---------- Extracted records ----------

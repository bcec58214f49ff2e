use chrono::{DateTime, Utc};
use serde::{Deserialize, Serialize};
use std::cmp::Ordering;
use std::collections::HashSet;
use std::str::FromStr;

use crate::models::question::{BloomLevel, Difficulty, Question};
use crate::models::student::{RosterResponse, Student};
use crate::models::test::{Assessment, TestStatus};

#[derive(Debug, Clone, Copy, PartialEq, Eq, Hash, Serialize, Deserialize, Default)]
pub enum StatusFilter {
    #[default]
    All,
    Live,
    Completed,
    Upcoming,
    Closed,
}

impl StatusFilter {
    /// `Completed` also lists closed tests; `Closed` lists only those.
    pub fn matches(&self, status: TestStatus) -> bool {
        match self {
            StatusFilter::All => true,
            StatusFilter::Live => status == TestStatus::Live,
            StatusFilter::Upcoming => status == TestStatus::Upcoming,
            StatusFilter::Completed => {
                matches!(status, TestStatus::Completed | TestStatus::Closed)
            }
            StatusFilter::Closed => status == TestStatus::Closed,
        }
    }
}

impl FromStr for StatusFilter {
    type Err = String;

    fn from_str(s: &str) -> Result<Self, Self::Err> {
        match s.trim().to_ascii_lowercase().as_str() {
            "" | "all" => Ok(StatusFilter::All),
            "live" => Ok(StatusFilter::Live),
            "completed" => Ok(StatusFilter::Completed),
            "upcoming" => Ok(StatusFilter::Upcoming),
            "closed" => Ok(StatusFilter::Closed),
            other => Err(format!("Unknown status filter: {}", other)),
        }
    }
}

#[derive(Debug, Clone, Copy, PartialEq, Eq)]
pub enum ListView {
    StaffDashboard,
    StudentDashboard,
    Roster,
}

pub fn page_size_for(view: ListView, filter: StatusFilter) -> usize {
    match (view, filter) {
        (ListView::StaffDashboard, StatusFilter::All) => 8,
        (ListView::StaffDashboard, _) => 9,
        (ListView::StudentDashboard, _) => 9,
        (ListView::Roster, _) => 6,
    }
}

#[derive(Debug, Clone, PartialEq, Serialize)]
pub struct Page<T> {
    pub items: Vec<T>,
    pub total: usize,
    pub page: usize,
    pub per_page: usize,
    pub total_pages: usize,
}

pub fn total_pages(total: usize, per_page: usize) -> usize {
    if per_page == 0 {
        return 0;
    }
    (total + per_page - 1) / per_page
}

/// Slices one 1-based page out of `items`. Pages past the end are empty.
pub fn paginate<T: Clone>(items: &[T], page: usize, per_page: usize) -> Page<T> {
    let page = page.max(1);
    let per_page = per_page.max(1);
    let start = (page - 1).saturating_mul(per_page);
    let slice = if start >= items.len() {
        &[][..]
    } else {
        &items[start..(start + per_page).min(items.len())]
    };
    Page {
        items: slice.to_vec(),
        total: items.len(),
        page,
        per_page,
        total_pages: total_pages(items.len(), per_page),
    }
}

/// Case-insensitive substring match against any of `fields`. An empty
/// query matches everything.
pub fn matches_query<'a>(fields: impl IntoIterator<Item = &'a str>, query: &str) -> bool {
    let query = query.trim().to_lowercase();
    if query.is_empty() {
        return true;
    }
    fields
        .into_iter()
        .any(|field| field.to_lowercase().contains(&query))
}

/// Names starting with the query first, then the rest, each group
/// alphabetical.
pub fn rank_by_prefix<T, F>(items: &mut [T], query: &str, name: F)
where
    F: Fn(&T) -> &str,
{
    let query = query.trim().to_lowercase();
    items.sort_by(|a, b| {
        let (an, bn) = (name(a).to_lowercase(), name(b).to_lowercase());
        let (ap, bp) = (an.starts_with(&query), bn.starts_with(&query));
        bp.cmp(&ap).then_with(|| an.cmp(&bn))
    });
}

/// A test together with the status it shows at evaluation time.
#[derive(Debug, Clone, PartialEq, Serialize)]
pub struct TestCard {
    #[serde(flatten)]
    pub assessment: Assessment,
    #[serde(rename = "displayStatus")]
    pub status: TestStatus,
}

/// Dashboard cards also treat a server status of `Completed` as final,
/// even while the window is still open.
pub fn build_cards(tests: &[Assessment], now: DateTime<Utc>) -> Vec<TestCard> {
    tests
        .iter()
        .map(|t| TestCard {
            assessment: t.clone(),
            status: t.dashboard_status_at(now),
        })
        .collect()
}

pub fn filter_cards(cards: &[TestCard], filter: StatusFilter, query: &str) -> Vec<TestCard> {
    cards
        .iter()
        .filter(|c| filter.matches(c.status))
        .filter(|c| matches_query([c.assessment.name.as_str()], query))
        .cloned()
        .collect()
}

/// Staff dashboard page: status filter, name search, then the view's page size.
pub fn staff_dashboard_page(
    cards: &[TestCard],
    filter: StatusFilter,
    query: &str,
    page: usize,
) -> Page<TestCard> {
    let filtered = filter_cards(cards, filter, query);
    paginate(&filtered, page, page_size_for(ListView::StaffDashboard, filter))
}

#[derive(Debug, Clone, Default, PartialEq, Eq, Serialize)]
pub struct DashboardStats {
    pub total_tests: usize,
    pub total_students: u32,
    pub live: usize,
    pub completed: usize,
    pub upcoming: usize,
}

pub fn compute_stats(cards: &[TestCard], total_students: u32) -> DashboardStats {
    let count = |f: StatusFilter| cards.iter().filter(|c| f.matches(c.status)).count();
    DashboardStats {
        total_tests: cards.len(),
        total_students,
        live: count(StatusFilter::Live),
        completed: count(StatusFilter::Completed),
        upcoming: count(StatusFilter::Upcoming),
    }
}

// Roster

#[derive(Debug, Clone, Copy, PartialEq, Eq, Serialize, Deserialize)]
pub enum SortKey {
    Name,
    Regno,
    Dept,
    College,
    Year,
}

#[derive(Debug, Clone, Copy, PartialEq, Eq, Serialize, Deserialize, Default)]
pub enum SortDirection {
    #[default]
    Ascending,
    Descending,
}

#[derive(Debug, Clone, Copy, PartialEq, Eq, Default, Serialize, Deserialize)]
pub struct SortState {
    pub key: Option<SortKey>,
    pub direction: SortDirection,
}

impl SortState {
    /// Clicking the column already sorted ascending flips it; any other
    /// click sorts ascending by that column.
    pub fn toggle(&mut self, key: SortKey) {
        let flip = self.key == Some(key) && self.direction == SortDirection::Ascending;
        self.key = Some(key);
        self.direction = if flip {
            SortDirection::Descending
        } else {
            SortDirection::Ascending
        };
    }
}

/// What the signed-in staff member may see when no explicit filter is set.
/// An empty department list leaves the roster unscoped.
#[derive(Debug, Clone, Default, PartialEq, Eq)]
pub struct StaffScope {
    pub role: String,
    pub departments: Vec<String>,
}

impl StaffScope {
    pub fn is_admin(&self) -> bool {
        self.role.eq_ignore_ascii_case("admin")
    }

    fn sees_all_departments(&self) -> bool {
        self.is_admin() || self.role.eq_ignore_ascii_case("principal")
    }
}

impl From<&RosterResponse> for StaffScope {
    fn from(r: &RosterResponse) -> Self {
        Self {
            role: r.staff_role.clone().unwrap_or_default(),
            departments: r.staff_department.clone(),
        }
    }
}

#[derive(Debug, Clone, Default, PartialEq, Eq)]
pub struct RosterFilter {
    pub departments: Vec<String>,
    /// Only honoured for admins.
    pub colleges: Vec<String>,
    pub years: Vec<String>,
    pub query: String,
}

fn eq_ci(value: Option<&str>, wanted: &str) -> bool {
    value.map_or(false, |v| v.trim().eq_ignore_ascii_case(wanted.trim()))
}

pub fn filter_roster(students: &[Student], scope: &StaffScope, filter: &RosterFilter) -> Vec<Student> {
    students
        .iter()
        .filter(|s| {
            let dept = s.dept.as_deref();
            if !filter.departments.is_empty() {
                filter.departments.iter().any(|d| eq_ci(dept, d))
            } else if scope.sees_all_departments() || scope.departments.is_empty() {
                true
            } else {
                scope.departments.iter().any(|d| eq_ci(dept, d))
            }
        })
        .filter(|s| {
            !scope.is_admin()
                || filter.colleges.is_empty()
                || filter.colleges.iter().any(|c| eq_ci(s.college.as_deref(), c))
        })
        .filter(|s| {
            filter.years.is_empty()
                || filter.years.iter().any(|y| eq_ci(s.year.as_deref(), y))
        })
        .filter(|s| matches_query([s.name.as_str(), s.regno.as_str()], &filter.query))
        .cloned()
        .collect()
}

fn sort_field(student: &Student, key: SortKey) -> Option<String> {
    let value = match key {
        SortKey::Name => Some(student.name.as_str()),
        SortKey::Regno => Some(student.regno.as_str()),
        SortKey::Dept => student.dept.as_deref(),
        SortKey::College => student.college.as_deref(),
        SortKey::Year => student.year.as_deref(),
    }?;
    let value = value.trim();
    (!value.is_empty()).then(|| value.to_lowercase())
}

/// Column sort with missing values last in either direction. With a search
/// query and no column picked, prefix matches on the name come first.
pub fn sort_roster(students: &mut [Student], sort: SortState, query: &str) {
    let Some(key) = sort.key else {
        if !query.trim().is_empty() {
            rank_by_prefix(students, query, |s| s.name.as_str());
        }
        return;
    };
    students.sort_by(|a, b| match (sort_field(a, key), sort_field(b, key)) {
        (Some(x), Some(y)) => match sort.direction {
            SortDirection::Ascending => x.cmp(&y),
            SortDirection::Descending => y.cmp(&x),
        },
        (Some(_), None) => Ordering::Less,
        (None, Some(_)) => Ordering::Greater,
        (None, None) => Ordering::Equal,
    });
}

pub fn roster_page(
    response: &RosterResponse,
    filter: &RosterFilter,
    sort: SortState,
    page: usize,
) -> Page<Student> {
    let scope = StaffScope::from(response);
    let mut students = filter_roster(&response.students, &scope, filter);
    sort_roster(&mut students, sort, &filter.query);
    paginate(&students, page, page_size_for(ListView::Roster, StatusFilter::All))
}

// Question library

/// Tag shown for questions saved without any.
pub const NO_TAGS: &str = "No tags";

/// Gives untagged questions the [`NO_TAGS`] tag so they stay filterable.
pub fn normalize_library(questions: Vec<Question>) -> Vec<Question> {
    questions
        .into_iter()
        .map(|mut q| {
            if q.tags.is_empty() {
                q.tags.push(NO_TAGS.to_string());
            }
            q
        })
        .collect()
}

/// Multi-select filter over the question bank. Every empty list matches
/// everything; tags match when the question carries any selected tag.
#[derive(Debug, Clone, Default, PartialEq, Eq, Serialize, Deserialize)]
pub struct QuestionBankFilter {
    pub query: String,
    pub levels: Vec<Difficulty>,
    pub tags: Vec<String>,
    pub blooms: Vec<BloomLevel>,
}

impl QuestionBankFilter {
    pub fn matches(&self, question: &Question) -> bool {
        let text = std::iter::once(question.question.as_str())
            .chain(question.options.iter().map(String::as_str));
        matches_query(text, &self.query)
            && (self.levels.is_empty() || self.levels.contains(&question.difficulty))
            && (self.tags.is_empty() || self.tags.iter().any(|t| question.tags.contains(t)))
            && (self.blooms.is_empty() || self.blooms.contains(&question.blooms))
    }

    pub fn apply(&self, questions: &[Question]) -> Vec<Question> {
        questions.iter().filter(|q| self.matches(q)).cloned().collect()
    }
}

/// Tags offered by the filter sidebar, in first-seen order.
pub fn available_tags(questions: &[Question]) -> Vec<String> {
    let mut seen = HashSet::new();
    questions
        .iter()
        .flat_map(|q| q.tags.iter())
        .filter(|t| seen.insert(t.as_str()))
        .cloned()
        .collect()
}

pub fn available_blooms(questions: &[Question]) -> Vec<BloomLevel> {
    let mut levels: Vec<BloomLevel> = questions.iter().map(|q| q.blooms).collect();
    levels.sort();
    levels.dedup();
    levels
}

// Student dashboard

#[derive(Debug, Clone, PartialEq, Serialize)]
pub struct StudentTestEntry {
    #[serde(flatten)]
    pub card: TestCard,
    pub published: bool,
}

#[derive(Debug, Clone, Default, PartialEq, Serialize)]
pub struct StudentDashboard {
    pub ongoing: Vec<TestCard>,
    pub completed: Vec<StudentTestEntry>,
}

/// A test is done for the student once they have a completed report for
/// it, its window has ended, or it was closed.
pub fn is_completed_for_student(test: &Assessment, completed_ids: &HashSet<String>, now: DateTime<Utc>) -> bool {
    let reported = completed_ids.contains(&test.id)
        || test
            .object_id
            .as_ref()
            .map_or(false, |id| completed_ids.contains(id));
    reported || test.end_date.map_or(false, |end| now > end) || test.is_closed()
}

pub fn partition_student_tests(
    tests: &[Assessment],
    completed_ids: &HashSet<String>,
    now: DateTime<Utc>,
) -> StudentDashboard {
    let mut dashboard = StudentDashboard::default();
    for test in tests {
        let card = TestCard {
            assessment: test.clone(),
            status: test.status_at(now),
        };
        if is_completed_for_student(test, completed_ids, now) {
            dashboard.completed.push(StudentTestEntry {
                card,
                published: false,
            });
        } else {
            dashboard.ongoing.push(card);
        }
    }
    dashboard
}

----------
---------- Extracted records ----------

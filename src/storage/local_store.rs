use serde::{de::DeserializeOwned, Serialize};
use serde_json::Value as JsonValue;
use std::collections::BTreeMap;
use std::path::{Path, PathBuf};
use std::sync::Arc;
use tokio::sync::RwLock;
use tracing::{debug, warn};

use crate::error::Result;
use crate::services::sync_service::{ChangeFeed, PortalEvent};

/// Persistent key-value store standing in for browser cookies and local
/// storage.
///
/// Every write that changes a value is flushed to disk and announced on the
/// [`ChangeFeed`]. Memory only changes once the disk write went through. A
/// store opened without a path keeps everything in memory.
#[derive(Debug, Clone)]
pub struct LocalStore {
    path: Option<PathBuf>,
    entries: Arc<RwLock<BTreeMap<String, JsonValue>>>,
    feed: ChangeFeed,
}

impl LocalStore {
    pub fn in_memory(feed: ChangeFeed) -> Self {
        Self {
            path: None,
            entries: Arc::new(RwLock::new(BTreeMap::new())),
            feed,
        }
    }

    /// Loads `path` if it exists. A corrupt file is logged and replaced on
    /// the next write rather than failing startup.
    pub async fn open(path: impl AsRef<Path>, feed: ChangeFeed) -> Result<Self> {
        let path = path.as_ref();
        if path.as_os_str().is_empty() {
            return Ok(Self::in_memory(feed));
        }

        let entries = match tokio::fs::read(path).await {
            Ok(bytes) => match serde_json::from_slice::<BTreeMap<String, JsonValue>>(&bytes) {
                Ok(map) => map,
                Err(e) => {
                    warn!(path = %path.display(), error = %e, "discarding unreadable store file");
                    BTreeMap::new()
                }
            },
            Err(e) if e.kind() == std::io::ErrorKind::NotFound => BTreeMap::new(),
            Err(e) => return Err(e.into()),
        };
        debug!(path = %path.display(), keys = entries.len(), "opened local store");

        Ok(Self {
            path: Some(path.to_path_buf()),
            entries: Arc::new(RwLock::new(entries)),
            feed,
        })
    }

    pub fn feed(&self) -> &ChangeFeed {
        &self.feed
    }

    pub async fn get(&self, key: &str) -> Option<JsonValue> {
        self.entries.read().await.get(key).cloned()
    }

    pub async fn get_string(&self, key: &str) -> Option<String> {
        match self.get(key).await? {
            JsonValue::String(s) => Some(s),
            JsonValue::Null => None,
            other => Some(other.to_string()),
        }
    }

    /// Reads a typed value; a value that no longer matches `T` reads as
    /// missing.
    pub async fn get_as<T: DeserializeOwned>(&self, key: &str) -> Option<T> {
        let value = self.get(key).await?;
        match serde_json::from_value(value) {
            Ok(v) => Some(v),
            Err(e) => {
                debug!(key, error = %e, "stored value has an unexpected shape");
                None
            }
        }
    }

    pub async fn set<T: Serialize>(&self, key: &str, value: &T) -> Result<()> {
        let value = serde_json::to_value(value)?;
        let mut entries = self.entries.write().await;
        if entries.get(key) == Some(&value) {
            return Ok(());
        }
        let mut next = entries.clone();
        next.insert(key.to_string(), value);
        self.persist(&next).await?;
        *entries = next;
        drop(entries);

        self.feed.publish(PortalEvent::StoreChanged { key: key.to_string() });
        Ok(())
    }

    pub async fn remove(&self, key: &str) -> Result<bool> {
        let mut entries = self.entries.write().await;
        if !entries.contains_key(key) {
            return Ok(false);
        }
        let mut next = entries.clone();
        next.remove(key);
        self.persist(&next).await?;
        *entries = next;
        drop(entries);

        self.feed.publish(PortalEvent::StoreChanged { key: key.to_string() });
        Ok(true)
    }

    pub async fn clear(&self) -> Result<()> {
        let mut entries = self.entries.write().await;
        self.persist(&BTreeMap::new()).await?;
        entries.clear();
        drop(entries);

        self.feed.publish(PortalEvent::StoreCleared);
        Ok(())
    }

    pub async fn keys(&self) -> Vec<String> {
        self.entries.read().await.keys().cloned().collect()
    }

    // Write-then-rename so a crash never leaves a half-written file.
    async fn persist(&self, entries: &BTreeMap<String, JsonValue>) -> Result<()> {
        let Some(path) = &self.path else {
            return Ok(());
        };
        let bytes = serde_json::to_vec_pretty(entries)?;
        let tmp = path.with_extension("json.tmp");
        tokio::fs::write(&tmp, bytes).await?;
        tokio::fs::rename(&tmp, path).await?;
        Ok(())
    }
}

----------
---------- Extracted records ----------

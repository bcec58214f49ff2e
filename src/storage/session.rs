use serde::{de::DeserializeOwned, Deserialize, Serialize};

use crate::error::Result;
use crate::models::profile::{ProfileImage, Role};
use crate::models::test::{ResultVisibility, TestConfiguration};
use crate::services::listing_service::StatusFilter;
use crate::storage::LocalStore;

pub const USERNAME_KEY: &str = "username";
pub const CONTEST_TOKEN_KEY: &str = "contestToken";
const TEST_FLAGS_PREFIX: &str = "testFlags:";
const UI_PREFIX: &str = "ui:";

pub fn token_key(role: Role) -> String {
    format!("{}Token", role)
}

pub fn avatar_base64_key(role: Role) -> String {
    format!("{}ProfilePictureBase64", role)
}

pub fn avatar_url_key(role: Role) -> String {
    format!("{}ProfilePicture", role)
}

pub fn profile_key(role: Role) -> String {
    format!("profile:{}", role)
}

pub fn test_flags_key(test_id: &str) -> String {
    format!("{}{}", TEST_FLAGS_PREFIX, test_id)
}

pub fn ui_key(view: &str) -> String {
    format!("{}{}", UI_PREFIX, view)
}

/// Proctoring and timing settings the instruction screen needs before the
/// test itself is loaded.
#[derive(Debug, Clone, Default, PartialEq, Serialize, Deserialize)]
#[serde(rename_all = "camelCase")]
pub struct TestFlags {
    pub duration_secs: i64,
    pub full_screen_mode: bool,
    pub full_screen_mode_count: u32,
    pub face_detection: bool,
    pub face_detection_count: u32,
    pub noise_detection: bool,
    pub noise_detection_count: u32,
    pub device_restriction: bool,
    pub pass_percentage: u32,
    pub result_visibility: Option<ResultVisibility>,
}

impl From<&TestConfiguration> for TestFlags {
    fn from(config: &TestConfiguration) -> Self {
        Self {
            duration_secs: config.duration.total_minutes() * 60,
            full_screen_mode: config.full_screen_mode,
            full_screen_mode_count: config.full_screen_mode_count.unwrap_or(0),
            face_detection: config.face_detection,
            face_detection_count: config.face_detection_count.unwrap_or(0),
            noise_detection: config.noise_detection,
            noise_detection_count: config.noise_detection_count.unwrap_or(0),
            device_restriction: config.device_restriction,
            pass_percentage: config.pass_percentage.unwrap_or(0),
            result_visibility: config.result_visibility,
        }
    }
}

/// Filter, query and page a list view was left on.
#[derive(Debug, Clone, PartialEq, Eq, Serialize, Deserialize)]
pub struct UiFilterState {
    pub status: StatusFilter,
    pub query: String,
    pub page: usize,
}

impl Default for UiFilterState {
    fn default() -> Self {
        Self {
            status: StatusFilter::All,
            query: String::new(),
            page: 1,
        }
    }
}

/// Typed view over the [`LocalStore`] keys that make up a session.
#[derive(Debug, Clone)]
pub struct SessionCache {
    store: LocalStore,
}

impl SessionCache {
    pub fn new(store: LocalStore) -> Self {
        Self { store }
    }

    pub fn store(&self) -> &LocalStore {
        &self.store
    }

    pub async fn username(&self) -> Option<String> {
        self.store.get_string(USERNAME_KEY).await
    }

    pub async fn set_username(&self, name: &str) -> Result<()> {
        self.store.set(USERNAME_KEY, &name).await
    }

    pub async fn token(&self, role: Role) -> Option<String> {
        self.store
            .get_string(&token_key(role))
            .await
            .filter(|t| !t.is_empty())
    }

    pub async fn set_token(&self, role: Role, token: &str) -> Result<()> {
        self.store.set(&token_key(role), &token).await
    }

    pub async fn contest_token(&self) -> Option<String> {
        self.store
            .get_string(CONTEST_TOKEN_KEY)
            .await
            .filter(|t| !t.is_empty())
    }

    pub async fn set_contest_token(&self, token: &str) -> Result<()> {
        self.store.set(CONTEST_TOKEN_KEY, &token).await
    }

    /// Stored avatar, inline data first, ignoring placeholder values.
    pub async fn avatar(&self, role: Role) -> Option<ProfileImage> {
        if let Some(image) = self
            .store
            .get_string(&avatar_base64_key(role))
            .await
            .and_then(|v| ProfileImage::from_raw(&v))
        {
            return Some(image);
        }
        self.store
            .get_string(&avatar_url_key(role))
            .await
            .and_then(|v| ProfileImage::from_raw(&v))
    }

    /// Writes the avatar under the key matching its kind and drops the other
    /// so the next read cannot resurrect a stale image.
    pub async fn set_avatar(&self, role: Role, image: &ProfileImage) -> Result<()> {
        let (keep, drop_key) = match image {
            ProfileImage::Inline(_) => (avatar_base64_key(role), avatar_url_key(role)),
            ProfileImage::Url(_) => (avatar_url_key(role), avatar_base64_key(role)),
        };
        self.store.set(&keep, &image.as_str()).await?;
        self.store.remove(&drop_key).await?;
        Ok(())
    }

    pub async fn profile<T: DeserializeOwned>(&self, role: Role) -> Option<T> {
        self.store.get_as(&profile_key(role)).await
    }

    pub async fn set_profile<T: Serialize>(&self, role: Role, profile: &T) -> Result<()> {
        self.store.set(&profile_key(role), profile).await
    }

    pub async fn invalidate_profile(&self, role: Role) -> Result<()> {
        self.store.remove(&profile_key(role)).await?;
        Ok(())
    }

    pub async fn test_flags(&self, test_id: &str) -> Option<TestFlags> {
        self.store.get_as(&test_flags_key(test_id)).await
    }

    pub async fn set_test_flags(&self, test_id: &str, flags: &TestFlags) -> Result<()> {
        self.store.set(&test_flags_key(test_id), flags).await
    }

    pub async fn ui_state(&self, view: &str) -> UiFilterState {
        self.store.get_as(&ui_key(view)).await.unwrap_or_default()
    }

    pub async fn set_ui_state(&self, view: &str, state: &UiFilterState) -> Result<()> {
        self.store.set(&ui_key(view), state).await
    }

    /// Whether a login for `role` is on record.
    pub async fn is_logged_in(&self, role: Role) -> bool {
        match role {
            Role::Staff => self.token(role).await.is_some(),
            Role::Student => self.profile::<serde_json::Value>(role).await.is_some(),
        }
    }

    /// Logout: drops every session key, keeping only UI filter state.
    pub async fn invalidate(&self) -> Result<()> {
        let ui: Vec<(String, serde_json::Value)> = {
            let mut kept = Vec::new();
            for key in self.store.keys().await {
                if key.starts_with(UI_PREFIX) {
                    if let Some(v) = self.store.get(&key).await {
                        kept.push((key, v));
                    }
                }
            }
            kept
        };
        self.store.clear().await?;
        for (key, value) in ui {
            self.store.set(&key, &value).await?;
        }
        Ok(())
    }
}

----------

**Exercise aim:** Return, word for word, the lines of the data above from the line with "pub async fn get_as<T: DeserializeOwned>(&self, key: &str)" through the line with "async fn persist(&self, entries: &BTreeMap<String, JsonValue>)", inclusive.

**Solution for this problem:**
    pub async fn get_as<T: DeserializeOwned>(&self, key: &str) -> Option<T> {
        let value = self.get(key).await?;
        match serde_json::from_value(value) {
            Ok(v) => Some(v),
            Err(e) => {
                debug!(key, error = %e, "stored value has an unexpected shape");
                None
            }
        }
    }

    pub async fn set<T: Serialize>(&self, key: &str, value: &T) -> Result<()> {
        let value = serde_json::to_value(value)?;
        let mut entries = self.entries.write().await;
        if entries.get(key) == Some(&value) {
            return Ok(());
        }
        let mut next = entries.clone();
        next.insert(key.to_string(), value);
        self.persist(&next).await?;
        *entries = next;
        drop(entries);

        self.feed.publish(PortalEvent::StoreChanged { key: key.to_string() });
        Ok(())
    }

    pub async fn remove(&self, key: &str) -> Result<bool> {
        let mut entries = self.entries.write().await;
        if !entries.contains_key(key) {
            return Ok(false);
        }
        let mut next = entries.clone();
        next.remove(key);
        self.persist(&next).await?;
        *entries = next;
        drop(entries);

        self.feed.publish(PortalEvent::StoreChanged { key: key.to_string() });
        Ok(true)
    }

    pub async fn clear(&self) -> Result<()> {
        let mut entries = self.entries.write().await;
        self.persist(&BTreeMap::new()).await?;
        entries.clear();
        drop(entries);

        self.feed.publish(PortalEvent::StoreCleared);
        Ok(())
    }

    pub async fn keys(&self) -> Vec<String> {
        self.entries.read().await.keys().cloned().collect()
    }

    // Write-then-rename so a crash never leaves a half-written file.
    async fn persist(&self, entries: &BTreeMap<String, JsonValue>) -> Result<()> {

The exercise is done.